The traditional grading system that we are all used to is of relatively recent historical origin. In this episode, Josh Eyler joins us to discuss research on problems associated with traditional grading systems and possible solutions at different scales and in different educational contexts.

Josh is the Director of Faculty Development, the Director of the ThinkForward Quality Enhancement Plan, and a faculty member in the Department of Teacher Education at the University of Mississippi. He is the author of How Humans Learn: The Science and Stories behind Effective Teaching and a forthcoming  book, Failing Our Future: How Grades Harm Students, and What We Can Do About It.

Show Notes

  • Eyler, Joshua R. (2024, forthcoming). Failing Our FutureL: How Grades Harm Students, and What We Can Do about It. John Hopkins University Press (pre-order link)
  • Eyler, J. R. (2018).

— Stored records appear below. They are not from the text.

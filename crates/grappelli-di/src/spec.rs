//! Specifications: the hashable keys identifying requestable things
//!
//! A [`Spec`] is a structural value: a name, a Rust type, an ordered tuple of
//! further specifications, or a *categorized* tuple. Categories let two
//! structurally equal keys coexist without colliding: two subsystems can
//! both key a provider on `"database"` as long as they declare different
//! category marker types.
//!
//! # Examples
//!
//! ```
//! use grappelli_di::Spec;
//!
//! struct Public;
//! struct Secret;
//!
//! let public = Spec::categorized::<Public>([Spec::name("database")]);
//! let secret = Spec::categorized::<Secret>([Spec::name("database")]);
//!
//! assert_ne!(public, secret);
//! ```

use std::any::TypeId;
use std::borrow::Cow;
use std::fmt;
use std::hash::{Hash, Hasher};

/// A Rust type used as a specification element or a category marker.
///
/// Equality and hashing consider only the [`TypeId`]; the type name is
/// carried solely for display.
#[derive(Clone, Copy, Debug)]
pub struct TypeKey {
	id: TypeId,
	name: &'static str,
}

impl TypeKey {
	/// Builds the key for type `T`.
	pub fn of<T: 'static>() -> Self {
		Self {
			id: TypeId::of::<T>(),
			name: std::any::type_name::<T>(),
		}
	}

	/// The full name of the underlying type.
	pub fn name(&self) -> &'static str {
		self.name
	}

	/// The type name with its module path stripped.
	pub fn short_name(&self) -> &'static str {
		self.name.rsplit("::").next().unwrap_or(self.name)
	}
}

impl PartialEq for TypeKey {
	fn eq(&self, other: &Self) -> bool {
		self.id == other.id
	}
}

impl Eq for TypeKey {}

impl Hash for TypeKey {
	fn hash<H: Hasher>(&self, state: &mut H) {
		self.id.hash(state);
	}
}

impl fmt::Display for TypeKey {
	fn fmt(&self, f: &mut fmt::Formatter<'_>) -> fmt::Result {
		f.write_str(self.short_name())
	}
}

/// A specification: the key under which a provider is registered and an
/// instance is requested.
///
/// Specifications compare structurally and hash stably for the lifetime of
/// the graph, so they are usable as map keys everywhere in the container.
#[derive(Clone, PartialEq, Eq, Hash, Debug)]
pub enum Spec {
	/// A plain string key.
	Name(Cow<'static, str>),
	/// A Rust type used as a key.
	Type(TypeKey),
	/// An ordered tuple of specifications, used to disambiguate overlapping
	/// names, e.g. `(db_connection, "archive")`.
	Tuple(Vec<Spec>),
	/// A tuple scoped to a category marker type. Structurally equal tuples
	/// under different categories are distinct specifications.
	Categorized(TypeKey, Vec<Spec>),
}

impl Spec {
	/// A string specification.
	///
	/// # Examples
	///
	/// ```
	/// use grappelli_di::Spec;
	///
	/// assert_eq!(Spec::name("db"), Spec::from("db"));
	/// ```
	pub fn name(name: impl Into<Cow<'static, str>>) -> Self {
		Self::Name(name.into())
	}

	/// A specification keyed by the Rust type `T`.
	pub fn of<T: 'static>() -> Self {
		Self::Type(TypeKey::of::<T>())
	}

	/// An ordered tuple of specification elements.
	///
	/// # Examples
	///
	/// ```
	/// use grappelli_di::Spec;
	///
	/// let archive = Spec::tuple([Spec::name("db"), Spec::name("archive")]);
	/// assert_eq!(archive.to_string(), "(db, archive)");
	/// ```
	pub fn tuple(elements: impl IntoIterator<Item = Spec>) -> Self {
		Self::Tuple(elements.into_iter().collect())
	}

	/// A tuple wrapped in category `C`.
	pub fn categorized<C: 'static>(elements: impl IntoIterator<Item = Spec>) -> Self {
		Self::Categorized(TypeKey::of::<C>(), elements.into_iter().collect())
	}
}

impl From<&'static str> for Spec {
	fn from(name: &'static str) -> Self {
		Self::Name(Cow::Borrowed(name))
	}
}

impl From<String> for Spec {
	fn from(name: String) -> Self {
		Self::Name(Cow::Owned(name))
	}
}

impl fmt::Display for Spec {
	fn fmt(&self, f: &mut fmt::Formatter<'_>) -> fmt::Result {
		fn write_elements(f: &mut fmt::Formatter<'_>, elements: &[Spec]) -> fmt::Result {
			f.write_str("(")?;
			for (position, element) in elements.iter().enumerate() {
				if position > 0 {
					f.write_str(", ")?;
				}
				write!(f, "{element}")?;
			}
			f.write_str(")")
		}

		match self {
			Self::Name(name) => f.write_str(name),
			Self::Type(key) => write!(f, "{key}"),
			Self::Tuple(elements) => write_elements(f, elements),
			Self::Categorized(category, elements) => {
				write!(f, "{category}")?;
				write_elements(f, elements)
			}
		}
	}
}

How humans learn: The science and stories behind effective college teaching. West Virginia University Press.
  • Brookhart, S. M., Guskey, T. R., Bowers, A. J., McMillan, J. H., Smith, J. K., Smith, L. F., … & Welsh, M. E. (2016). A century of grading research: Meaning and value in the most common educational measure. Review of educational research, 86(4), 803-848.

Transcript

John: The traditional grading system that we are all used to is of relatively recent historical origin. In this episode, we explore research on problems associated with traditional grading systems and possible solutions at different scales and in different educational contexts.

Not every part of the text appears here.